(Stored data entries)
Segment Open

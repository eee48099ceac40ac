// SPDX-License-Identifier: MIT OR Apache-2.0
// Copyright (c) 2025 adflow contributors

//! Init command - write a starter manifest

use colored::Colorize;
use miette::Result;
use std::path::Path;

use crate::manifest::DEFAULT_MANIFEST;

/// Run the init command
pub async fn run(name: Option<String>, force: bool, verbose: bool) -> Result<()> {
    let pipeline_name = name.unwrap_or_else(|| {
        std::env::current_dir()
            .ok()
            .and_then(|p| p.file_name().map(|s| s.to_string_lossy().to_string()))
            .unwrap_or_else(|| "my-pipeline".to_string())
    });

    println!("{}", "Initializing adflow manifest...".bold());
    println!();

    if Path::new(DEFAULT_MANIFEST).exists() && !force {
        return Err(miette::miette!(
            "{} already exists. Use --force to overwrite.",
            DEFAULT_MANIFEST
        ));
    }

    let content = generate_manifest(&pipeline_name);
    std::fs::write(DEFAULT_MANIFEST, &content)
        .map_err(|e| miette::miette!("Failed to write {}: {}", DEFAULT_MANIFEST, e))?;

    println!("  {} Created {}", "✓".green(), DEFAULT_MANIFEST);
    println!();
    println!("Next steps:");
    println!("  1. Edit {} to describe your pipelines", DEFAULT_MANIFEST.cyan());
    println!("  2. Run {} to check them", "adflow validate".cyan());
    println!("  3. Run {} to see the native documents", "adflow render".cyan());
    println!();

    if verbose {
        println!("{}", "Generated manifest:".dimmed());
        println!("{}", "─".repeat(50).dimmed());
        println!("{}", content.dimmed());
    }

    Ok(())
}

fn generate_manifest(name: &str) -> String {
    format!(
        r#"# adflow manifest
version: "1"

pipelines:
  - name: "{name}-watermark"
    activities:
      - name: refresh_watermark
        type: sql_server_stored_procedure
        stored_procedure_name: sp_refresh_watermark
        linked_service: sql_database

  - name: "{name}"
    # Preset (@hourly, @daily, @weekly, @monthly, @yearly) or five-field cron
    schedule: "0 5 * * *"
    depends_on_pipelines:
      - "{name}-watermark"
    activities:
      - name: lookup_tables
        type: lookup
        dataset: table_list
        source: AzureSqlSource

      - name: copy_tables
        type: for_each
        items: "@activity('lookup_tables').output.value"
        # Children run one after another
        activities:
          - name: copy_table
            type: copy
            input_dataset: source_table
            output_dataset: landing_table
            source: AzureSqlSource
            sink: ParquetSink
          - name: cleanup_staging
            type: delete
            dataset: staging
            recursive: true

      - name: notify
        type: set_variable
        variable_name: status
        value: done
        depends_on:
          copy_tables: [Succeeded, Skipped]

    chains:
      - [lookup_tables, copy_tables]
"#
    )
}

#[cfg(test)]
mod tests {
    use super::*;
    use crate::manifest::Manifest;
    use crate::pipeline::PipelineValidator;

    #[test]
    fn test_generated_manifest_is_valid() {
        let registry = Manifest::from_yaml(&generate_manifest("sales"))
            .unwrap()
            .into_registry()
            .unwrap();

        assert_eq!(registry.len(), 2);
        for pipeline in registry.iter() {
            let result = PipelineValidator::validate(pipeline);
            assert!(result.is_valid(), "{:?}", result.errors);
        }

        let sales = registry.get("sales").unwrap();
        assert!(sales.activity("copy_tables").unwrap().depends_on().contains("lookup_tables"));
    }
}
// SPDX-License-Identifier: MIT OR Apache-2.0
// Copyright (c) 2025 adflow contributors

//! Error types with actionable messages
//!
//! Every failure carries a diagnostic code and, where one exists, a hint
//! pointing the user at the fix.

mod recovery;

pub use recovery::RecoverySuggestion;

use miette::Diagnostic;
use std::path::PathBuf;
use thiserror::Error;

/// Result type for adflow operations
pub type AdflowResult<T> = Result<T, AdflowError>;

/// Main error type for adflow
#[derive(Error, Debug, Diagnostic)]
pub enum AdflowError {
    // ─────────────────────────────────────────────────────────────────────────
    // Schedule Errors
    // ─────────────────────────────────────────────────────────────────────────
    #[error("Malformed schedule '{expression}': expected 5 fields, found {found}")]
    #[diagnostic(
        code(adflow::malformed_schedule),
        help("Use 'minute hour day_of_month month day_of_week' or one of @hourly, @daily, @weekly, @monthly, @yearly")
    )]
    MalformedSchedule { expression: String, found: usize },

    #[error("Cron field '{field}' has value {value}, outside the valid range {min}..={max}")]
    #[diagnostic(code(adflow::invalid_field_range))]
    InvalidFieldRange {
        field: &'static str,
        value: i64,
        min: u32,
        max: u32,
    },

    #[error("Cron field '{field}' has unsupported value '{value}'")]
    #[diagnostic(
        code(adflow::unsupported_field_syntax),
        help("Only '*' or a single integer is supported per field (no lists, ranges or steps)")
    )]
    UnsupportedFieldSyntax { field: &'static str, value: String },

    #[error(
        "Schedule '{expression}' restricts both day-of-month and day-of-week (inexpressible shapes: {})",
        .shapes.join(", ")
    )]
    #[diagnostic(
        code(adflow::unsupported_schedule_shape),
        help("A recurrence can restrict month days or week days, never both")
    )]
    UnsupportedScheduleShape {
        expression: String,
        shapes: Vec<&'static str>,
    },

    #[error("Unknown schedule preset '{token}'")]
    #[diagnostic(
        code(adflow::unknown_preset),
        help("Supported presets: @hourly, @daily, @weekly, @monthly, @yearly")
    )]
    UnknownPreset { token: String },

    // ─────────────────────────────────────────────────────────────────────────
    // Graph Errors
    // ─────────────────────────────────────────────────────────────────────────
    #[error("Activity '{activity}' depends on unknown activity '{dependency}'")]
    #[diagnostic(
        code(adflow::dangling_dependency),
        help("Check that '{dependency}' is defined in the same pipeline or nesting scope")
    )]
    DanglingDependency { activity: String, dependency: String },

    #[error("Activity name '{activity}' is used more than once in pipeline '{pipeline}'")]
    #[diagnostic(code(adflow::duplicate_activity))]
    DuplicateActivity { pipeline: String, activity: String },

    #[error("Pipeline '{pipeline}' has no activity named '{activity}'")]
    #[diagnostic(code(adflow::activity_not_found))]
    ActivityNotFound { pipeline: String, activity: String },

    #[error("Name '{name}' appears more than once in one dependency graph")]
    #[diagnostic(code(adflow::duplicate_node))]
    DuplicateNode { name: String },

    #[error("Pipeline '{name}' is defined more than once")]
    #[diagnostic(code(adflow::duplicate_pipeline))]
    DuplicatePipeline { name: String },

    #[error("Circular dependency detected: {}", .members.join(" → "))]
    #[diagnostic(
        code(adflow::circular_dependency),
        help("Review the dependencies to remove the cycle")
    )]
    CircularDependency { members: Vec<String> },

    #[error("Pipeline '{pipeline}' depends on unknown pipeline '{dependency}'")]
    #[diagnostic(
        code(adflow::unknown_pipeline),
        help("Check that '{dependency}' is defined in one of the loaded manifests")
    )]
    UnknownPipeline { pipeline: String, dependency: String },

    #[error("Pipeline '{name}' not found")]
    #[diagnostic(code(adflow::pipeline_not_found))]
    PipelineNotFound { name: String },

    // ─────────────────────────────────────────────────────────────────────────
    // Manifest Errors
    // ─────────────────────────────────────────────────────────────────────────
    #[error("Manifest not found: {path}")]
    #[diagnostic(
        code(adflow::manifest_not_found),
        help("Create a manifest with 'adflow init' or point to an existing file or directory")
    )]
    ManifestNotFound { path: PathBuf },

    #[error("Invalid manifest: {reason}")]
    #[diagnostic(code(adflow::invalid_manifest))]
    InvalidManifest {
        reason: String,
        #[help]
        help: Option<String>,
    },

    #[error("Failed to read file '{path}': {error}")]
    #[diagnostic(code(adflow::file_read_error))]
    FileReadError { path: PathBuf, error: String },

    // ─────────────────────────────────────────────────────────────────────────
    // Remote Errors
    // ─────────────────────────────────────────────────────────────────────────
    #[error("Remote {operation} failed for '{name}': {message}")]
    #[diagnostic(code(adflow::remote_error))]
    Remote {
        operation: &'static str,
        name: String,
        message: String,
    },

    // ─────────────────────────────────────────────────────────────────────────
    // IO/System Errors
    // ─────────────────────────────────────────────────────────────────────────
    #[error("IO error: {message}")]
    #[diagnostic(code(adflow::io_error))]
    Io { message: String },

    #[error("YAML parsing error: {message}")]
    #[diagnostic(code(adflow::yaml_error))]
    Yaml { message: String },

    #[error("JSON error: {message}")]
    #[diagnostic(code(adflow::json_error))]
    Json { message: String },

    #[error("TOML parsing error: {message}")]
    #[diagnostic(code(adflow::toml_error))]
    Toml { message: String },

    #[error("Glob pattern error: {message}")]
    #[diagnostic(code(adflow::glob_error))]
    GlobPattern { message: String },
}

impl From<std::io::Error> for AdflowError {
    fn from(e: std::io::Error) -> Self {
        Self::Io { message: e.to_string() }
    }
}

impl From<serde_yaml::Error> for AdflowError {
    fn from(e: serde_yaml::Error) -> Self {
        Self::Yaml { message: e.to_string() }
    }
}

impl From<serde_json::Error> for AdflowError {
    fn from(e: serde_json::Error) -> Self {
        Self::Json { message: e.to_string() }
    }
}

impl From<toml::de::Error> for AdflowError {
    fn from(e: toml::de::Error) -> Self {
        Self::Toml { message: e.to_string() }
    }
}

impl From<glob::PatternError> for AdflowError {
    fn from(e: glob::PatternError) -> Self {
        Self::GlobPattern { message: e.to_string() }
    }
}

impl AdflowError {
    /// Create a remote error for a failed client operation
    pub fn remote(operation: &'static str, name: &str, message: impl Into<String>) -> Self {
        Self::Remote {
            operation,
            name: name.to_string(),
            message: message.into(),
        }
    }

    /// Recovery hint for errors that have one
    pub fn suggestion(&self) -> Option<RecoverySuggestion> {
        match self {
            Self::UnsupportedScheduleShape { expression, .. } => {
                Some(RecoverySuggestion::split_schedule(expression))
            }
            Self::CircularDependency { members } => {
                Some(RecoverySuggestion::fix_circular_dependency(members))
            }
            Self::DanglingDependency { activity, dependency } => {
                Some(RecoverySuggestion::fix_dangling_dependency(activity, dependency))
            }
            Self::ManifestNotFound { .. } => Some(RecoverySuggestion::create_manifest()),
            _ => None,
        }
    }
}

Segment Closed

→ EXERCISE BRIEF:
From the records above, extract exactly and only the lines that begin at the line with "use miette::Diagnostic;" and stop after the line with "String, found: usize".

→ RESPONSE AREA:
use miette::Diagnostic;
use std::path::PathBuf;
use thiserror::Error;

/// Result type for adflow operations
pub type AdflowResult<T> = Result<T, AdflowError>;

/// Main error type for adflow
#[derive(Error, Debug, Diagnostic)]
pub enum AdflowError {
    // ─────────────────────────────────────────────────────────────────────────
    // Schedule Errors
    // ─────────────────────────────────────────────────────────────────────────
    #[error("Malformed schedule '{expression}': expected 5 fields, found {found}")]
    #[diagnostic(
        code(adflow::malformed_schedule),
        help("Use 'minute hour day_of_month month day_of_week' or one of @hourly, @daily, @weekly, @monthly, @yearly")
    )]
    MalformedSchedule { expression: String, found: usize },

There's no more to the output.